Das Kriterium der ortsüblichen Vergleichsmiete begrenzt mit rechtlicher Verbindlichkeit die Möglichkeit des Vermieters, die Mieten zu erhöhen - unabhängig davon, welche Miethöhe sich momentan im Markt durchsetzen ließe. Insbesondere in Verbindung mit einem wirksamen Kündigungsschutz kann die tatsächliche Miete der sogenannten Marktmiete nur mit Verzögerung folgen.

Position 1:

Ja, und zwar auch bei Neuvermietungen.

Die Macht auf dem Wohnungsmarkt ist (immer noch) extrem ungleich verteilt. Denn es besteht vielerorts ein Nachfrageüberhang, der selbst auf mittlere Frist nur durch höhere Preise (sprich Mieten) absorbiert werden kann. Läßt man tatsächliche Knappheitspreise auf dem Markt für Mietwohnungen zu, wird eine beträchtliche Einkommensumverteilung von den Mietern zu den Vermietern ausgelöst. Diese, bzw. die Grundstückseigentümer würden eine sozial ungerechtfertigte Knappheitsrente einstreichen. Ein Teil der Wohnungsnachfrager würde bei diesem Prozeß aus dem Markt gedrängt. D.h., die betroffenen Haushalte müßten ihre Wohnung aufgeben. Der ungedeckte Bedarf an angemessenem Wohnraum („angemessen" nicht marktlogisch, sondern sozial definiert) würde dabei zunehmen. Erst wenn diese Verdrängung genügend große Ausmaße annimmt und damit der Nachfrageüberhang abnimmt, gelangt die Mieterhöhung an ihr „natürliches" Ende.

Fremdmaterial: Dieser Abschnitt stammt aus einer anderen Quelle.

use std::time::Instant;

use serde::{Deserialize, Serialize};
use time::OffsetDateTime;

use scout_domain::{
	compile::{self, CompiledPredicate},
	intent::SearchIntent,
	page::Page,
};
use scout_storage::{models::IndexedRecord, queries};

use crate::{Error, Result, ScoutService};

#[derive(Debug, Clone, Deserialize)]
pub struct SearchRequest {
	pub query: String,
	#[serde(default)]
	pub page: Option<i64>,
	#[serde(default)]
	pub size: Option<i64>,
}

#[derive(Debug, Clone, Serialize)]
#[serde(rename_all = "camelCase")]
pub struct SearchResult {
	pub id: String,
	pub reference_no: String,
	pub object_type: String,
	pub title: String,
	pub subtitle: Option<String>,
	pub description: Option<String>,
	pub status: Option<String>,
	pub owner_name: Option<String>,
	pub department: Option<String>,
	pub amount: Option<f64>,
	#[serde(with = "crate::time_serde")]
	pub updated_at: OffsetDateTime,
	#[serde(rename = "relevance_score")]
	pub relevance_score: f64,
}
impl From<IndexedRecord> for SearchResult {
	fn from(record: IndexedRecord) -> Self {
		Self {
			id: record.id,
			reference_no: record.reference_no,
			object_type: record.object_type,
			title: record.title,
			subtitle: record.subtitle,
			description: record.description,
			status: record.status,
			owner_name: record.owner_name,
			department: record.department,
			amount: record.amount,
			updated_at: record.updated_at,
			relevance_score: record.relevance_score,
		}
	}
}

#[derive(Debug, Clone, Serialize)]
pub struct SearchResponse {
	pub query: String,
	pub intent: SearchIntent,
	pub results: Vec<SearchResult>,
	pub total_count: u64,
	pub duration_ms: u64,
}

impl ScoutService {
	/// Extract, compile, retrieve, format.
	///
	/// Only request validation fails. Extraction, query embedding, and retrieval failures degrade
	/// to the keyword intent, recency ordering, and an empty result set respectively.
	pub async fn search(&self, req: SearchRequest) -> Result<SearchResponse> {
		let started_at = Instant::now();
		let query = req.query.trim();

		if query.is_empty() {
			return Err(Error::invalid("$.query", "query must be non-empty."));
		}

		let page = self.resolve_page(req.page, req.size)?;
		let intent = self.extract_intent(query).await;
		let predicate = compile::compile(&intent);

		log_skipped_amount(&intent);

		let query_embedding = self.embed_query(query).await;
		let records = self.retrieve(&predicate, query_embedding.as_deref()).await;
		let response = format_response(records, intent, query, page, started_at);

		tracing::info!(
			intent = ?response.intent,
			total_count = response.total_count,
			duration_ms = response.duration_ms,
			"Search completed."
		);

		Ok(response)
	}

	fn resolve_page(&self, page: Option<i64>, size: Option<i64>) -> Result<Page> {
		let max_page_size = self.cfg.search.max_page_size;
		let number = page.unwrap_or(1);
		let size = size.unwrap_or(i64::from(self.cfg.search.default_page_size));
		let number = u32::try_from(number)
			.ok()
			.filter(|number| *number >= 1)
			.ok_or_else(|| Error::invalid("$.page", "page must be at least 1."))?;
		let size = u32::try_from(size)
			.ok()
			.filter(|size| (1..=max_page_size).contains(size))
			.ok_or_else(|| {
				Error::invalid("$.size", format!("size must be between 1 and {max_page_size}."))
			})?;

		Ok(Page { number, size })
	}

	async fn extract_intent(&self, query: &str) -> SearchIntent {
		match self.providers.extractor.extract(query).await {
			Ok(intent) => intent,
			Err(err) => {
				tracing::warn!(error = %err, "Intent extraction failed. Falling back to keywords.");

				SearchIntent::fallback(query)
			},
		}
	}

	async fn embed_query(&self, query: &str) -> Option<Vec<f32>> {
		let provider = self.providers.embedding.as_ref()?;
		let texts = [query.to_string()];

		match provider.embed(&texts).await {
			Ok(mut vectors) if vectors.len() == 1 => vectors.pop(),
			Ok(vectors) => {
				tracing::warn!(
					count = vectors.len(),
					"Query embedding returned an unexpected vector count. Ordering by recency."
				);

				None
			},
			Err(err) => {
				tracing::warn!(error = %err, "Query embedding failed. Ordering by recency.");

				None
			},
		}
	}

	async fn retrieve(
		&self,
		predicate: &CompiledPredicate,
		query_embedding: Option<&[f32]>,
	) -> Vec<IndexedRecord> {
		let limit = self.cfg.search.max_results;

		match queries::search_records(&self.db, predicate, query_embedding, limit).await {
			Ok(records) => records,
			Err(err) => {
				tracing::error!(
					error = ?err,
					where_sql = %predicate.where_sql(),
					vector = query_embedding.is_some(),
					"Retrieval failed. Returning no results."
				);

				Vec::new()
			},
		}
	}
}

/// Paginates the ranked set and wraps it in the response envelope.
pub fn format_response(
	records: Vec<IndexedRecord>,
	intent: SearchIntent,
	query: &str,
	page: Page,
	started_at: Instant,
) -> SearchResponse {
	let total_count = records.len() as u64;
	let results = page.slice(records).into_iter().map(SearchResult::from).collect();

	SearchResponse {
		query: query.to_string(),
		intent,
		results,
		total_count,
		duration_ms: started_at.elapsed().as_millis() as u64,
	}
}

fn log_skipped_amount(intent: &SearchIntent) {
	if let Some(expr) = intent.amount_filter.as_deref()
		&& compile::parse_amount_filter(expr).is_none()
	{
		tracing::debug!(amount_filter = expr, "Amount filter is not comparator+integer. Skipped.");
	}
}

Das Problem besteht allerdings nicht so sehr in der allgemeinen Wohnungsknappheit in Deutschland, als in örtlich konzentrierter Übernachfrage nach Wohnungen. Die Herausbildung solcher Übernachfrage führt bei freier Mietbildung auch dazu, daß alteingesessene, aber einkommensschwache Mieter aus dem Markt gedrängt werden und ihre Wohnung aufgeben müssen.

Das Argument, „Vergleichsmieten" würden nicht ausreichen, um den privaten Wohnungsbau zu stimulieren, stimmt nicht. Denn mit dem Vergleichsmietenkriterium wird die Rentabilität der Kapitalanlage Wohnungsbau nicht unter das Niveau anderer Kapitalanlagen gedrückt. Es wird nur verhindert, daß sie dieses entweder signifikant übersteigt, in anderen Worten, daß zur „Normalrendite" noch eine saftige Knappheitsrente hinzukommt, oder daß der Grundstückspreis steigt (weil bei höherer Miete die Renditeansprüche der Vermieter auch dann erfüllt werden, wenn die Investition in das Grundstück teuerer wird).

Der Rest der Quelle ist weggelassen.